- **What is needed**
Some lines in the entries contain the word "that". Copy all of them.

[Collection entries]
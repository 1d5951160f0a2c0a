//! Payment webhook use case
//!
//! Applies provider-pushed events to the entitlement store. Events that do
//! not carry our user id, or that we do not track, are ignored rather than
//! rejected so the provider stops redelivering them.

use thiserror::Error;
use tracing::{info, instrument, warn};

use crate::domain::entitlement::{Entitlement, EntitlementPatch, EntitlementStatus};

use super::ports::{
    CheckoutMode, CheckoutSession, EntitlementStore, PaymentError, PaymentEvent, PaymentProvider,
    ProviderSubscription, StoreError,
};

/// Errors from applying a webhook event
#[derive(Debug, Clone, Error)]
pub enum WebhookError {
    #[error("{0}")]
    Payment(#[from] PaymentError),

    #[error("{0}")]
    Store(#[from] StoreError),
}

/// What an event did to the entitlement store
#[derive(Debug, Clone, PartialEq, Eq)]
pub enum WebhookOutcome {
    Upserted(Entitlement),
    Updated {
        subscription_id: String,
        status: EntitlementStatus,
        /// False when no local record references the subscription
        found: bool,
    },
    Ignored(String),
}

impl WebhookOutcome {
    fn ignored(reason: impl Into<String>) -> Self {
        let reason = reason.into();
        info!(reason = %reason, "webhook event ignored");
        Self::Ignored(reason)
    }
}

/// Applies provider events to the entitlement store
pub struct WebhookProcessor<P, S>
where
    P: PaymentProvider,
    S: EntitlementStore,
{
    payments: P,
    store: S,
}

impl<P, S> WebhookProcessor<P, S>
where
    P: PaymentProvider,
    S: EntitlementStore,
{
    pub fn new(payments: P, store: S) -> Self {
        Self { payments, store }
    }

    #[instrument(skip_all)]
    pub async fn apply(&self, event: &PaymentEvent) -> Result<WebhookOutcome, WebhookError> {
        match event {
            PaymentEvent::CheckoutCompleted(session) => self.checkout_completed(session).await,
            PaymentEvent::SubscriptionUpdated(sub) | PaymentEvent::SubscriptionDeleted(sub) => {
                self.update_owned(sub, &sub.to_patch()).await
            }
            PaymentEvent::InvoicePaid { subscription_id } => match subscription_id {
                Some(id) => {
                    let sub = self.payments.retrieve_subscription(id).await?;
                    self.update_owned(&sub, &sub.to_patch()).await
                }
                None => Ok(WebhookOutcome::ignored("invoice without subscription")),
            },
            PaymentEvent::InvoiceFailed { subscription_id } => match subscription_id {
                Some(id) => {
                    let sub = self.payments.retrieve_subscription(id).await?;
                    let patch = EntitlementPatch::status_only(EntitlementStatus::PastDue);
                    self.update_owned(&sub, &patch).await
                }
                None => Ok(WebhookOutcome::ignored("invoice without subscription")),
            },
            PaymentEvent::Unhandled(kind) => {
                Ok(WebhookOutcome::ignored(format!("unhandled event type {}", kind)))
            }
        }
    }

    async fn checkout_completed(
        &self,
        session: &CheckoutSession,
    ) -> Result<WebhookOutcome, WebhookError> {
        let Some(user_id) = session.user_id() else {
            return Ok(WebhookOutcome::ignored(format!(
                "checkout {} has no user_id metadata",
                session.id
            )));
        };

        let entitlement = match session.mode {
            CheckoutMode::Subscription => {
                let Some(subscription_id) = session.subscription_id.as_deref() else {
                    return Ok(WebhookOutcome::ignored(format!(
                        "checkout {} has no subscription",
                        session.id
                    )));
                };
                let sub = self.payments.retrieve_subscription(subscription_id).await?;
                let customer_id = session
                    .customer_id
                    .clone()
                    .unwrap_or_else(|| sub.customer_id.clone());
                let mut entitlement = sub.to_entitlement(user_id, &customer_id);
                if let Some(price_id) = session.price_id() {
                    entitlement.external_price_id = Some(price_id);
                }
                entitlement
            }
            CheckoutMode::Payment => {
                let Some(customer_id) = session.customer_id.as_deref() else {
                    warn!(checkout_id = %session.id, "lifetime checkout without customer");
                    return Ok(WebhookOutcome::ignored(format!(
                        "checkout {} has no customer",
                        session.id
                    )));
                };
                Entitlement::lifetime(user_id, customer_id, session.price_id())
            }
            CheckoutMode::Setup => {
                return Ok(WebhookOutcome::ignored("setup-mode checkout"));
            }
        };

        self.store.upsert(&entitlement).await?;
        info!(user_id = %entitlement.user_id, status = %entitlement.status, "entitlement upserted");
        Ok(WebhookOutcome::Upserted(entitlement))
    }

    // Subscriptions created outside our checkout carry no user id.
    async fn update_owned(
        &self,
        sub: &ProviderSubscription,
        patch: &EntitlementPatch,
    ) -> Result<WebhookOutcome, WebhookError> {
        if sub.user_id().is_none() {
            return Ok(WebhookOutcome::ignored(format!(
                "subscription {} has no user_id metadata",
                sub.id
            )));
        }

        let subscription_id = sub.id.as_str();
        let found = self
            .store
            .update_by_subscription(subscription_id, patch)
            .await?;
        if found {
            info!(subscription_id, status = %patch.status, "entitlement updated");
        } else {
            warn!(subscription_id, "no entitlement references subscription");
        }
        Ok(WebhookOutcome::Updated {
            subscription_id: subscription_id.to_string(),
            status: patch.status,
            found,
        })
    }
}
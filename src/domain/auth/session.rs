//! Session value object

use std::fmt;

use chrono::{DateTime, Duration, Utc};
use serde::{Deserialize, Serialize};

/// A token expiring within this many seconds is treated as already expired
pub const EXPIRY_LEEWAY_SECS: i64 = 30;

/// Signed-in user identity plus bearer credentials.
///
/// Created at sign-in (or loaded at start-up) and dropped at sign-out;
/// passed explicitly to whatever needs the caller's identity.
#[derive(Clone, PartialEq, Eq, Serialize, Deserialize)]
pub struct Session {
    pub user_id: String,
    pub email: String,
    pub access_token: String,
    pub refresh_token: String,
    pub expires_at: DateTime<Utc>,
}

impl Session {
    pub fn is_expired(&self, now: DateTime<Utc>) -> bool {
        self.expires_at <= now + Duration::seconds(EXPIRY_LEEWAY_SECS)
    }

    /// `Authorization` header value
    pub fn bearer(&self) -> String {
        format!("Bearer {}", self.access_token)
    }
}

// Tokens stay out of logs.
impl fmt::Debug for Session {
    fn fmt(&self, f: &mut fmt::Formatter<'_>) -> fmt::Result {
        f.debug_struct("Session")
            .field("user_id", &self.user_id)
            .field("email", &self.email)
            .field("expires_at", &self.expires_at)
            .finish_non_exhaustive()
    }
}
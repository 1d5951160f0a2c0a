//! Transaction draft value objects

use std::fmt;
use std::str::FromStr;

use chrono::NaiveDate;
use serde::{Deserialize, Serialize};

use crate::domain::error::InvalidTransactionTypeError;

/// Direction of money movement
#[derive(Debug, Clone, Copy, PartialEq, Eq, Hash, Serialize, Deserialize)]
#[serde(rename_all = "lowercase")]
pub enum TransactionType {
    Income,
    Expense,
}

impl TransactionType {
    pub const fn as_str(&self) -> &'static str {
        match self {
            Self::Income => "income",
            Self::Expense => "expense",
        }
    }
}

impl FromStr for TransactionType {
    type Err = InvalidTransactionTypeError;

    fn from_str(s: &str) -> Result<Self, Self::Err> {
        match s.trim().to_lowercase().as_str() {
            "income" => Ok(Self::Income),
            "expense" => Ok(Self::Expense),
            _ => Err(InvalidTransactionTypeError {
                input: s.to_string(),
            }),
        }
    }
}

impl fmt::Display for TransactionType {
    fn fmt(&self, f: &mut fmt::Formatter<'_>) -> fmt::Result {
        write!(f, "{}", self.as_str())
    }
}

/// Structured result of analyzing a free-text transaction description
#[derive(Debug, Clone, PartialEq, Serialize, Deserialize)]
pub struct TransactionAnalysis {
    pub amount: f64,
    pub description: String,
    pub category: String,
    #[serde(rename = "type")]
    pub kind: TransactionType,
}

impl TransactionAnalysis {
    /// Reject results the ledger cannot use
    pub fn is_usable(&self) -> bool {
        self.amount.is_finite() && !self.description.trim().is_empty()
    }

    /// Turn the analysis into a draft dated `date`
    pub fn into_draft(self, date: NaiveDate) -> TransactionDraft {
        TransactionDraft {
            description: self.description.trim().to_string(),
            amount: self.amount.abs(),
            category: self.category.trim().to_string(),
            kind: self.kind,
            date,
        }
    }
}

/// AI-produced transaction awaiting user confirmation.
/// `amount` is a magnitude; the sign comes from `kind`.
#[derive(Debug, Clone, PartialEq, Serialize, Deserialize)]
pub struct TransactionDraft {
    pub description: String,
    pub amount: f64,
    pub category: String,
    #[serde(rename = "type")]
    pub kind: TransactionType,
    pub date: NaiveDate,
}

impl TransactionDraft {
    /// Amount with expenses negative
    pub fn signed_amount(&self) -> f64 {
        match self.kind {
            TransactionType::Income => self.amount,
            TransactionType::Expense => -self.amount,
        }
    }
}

- **Written solution**
//! Applies provider-pushed events to the entitlement store. Events that do
//! not carry our user id, or that we do not track, are ignored rather than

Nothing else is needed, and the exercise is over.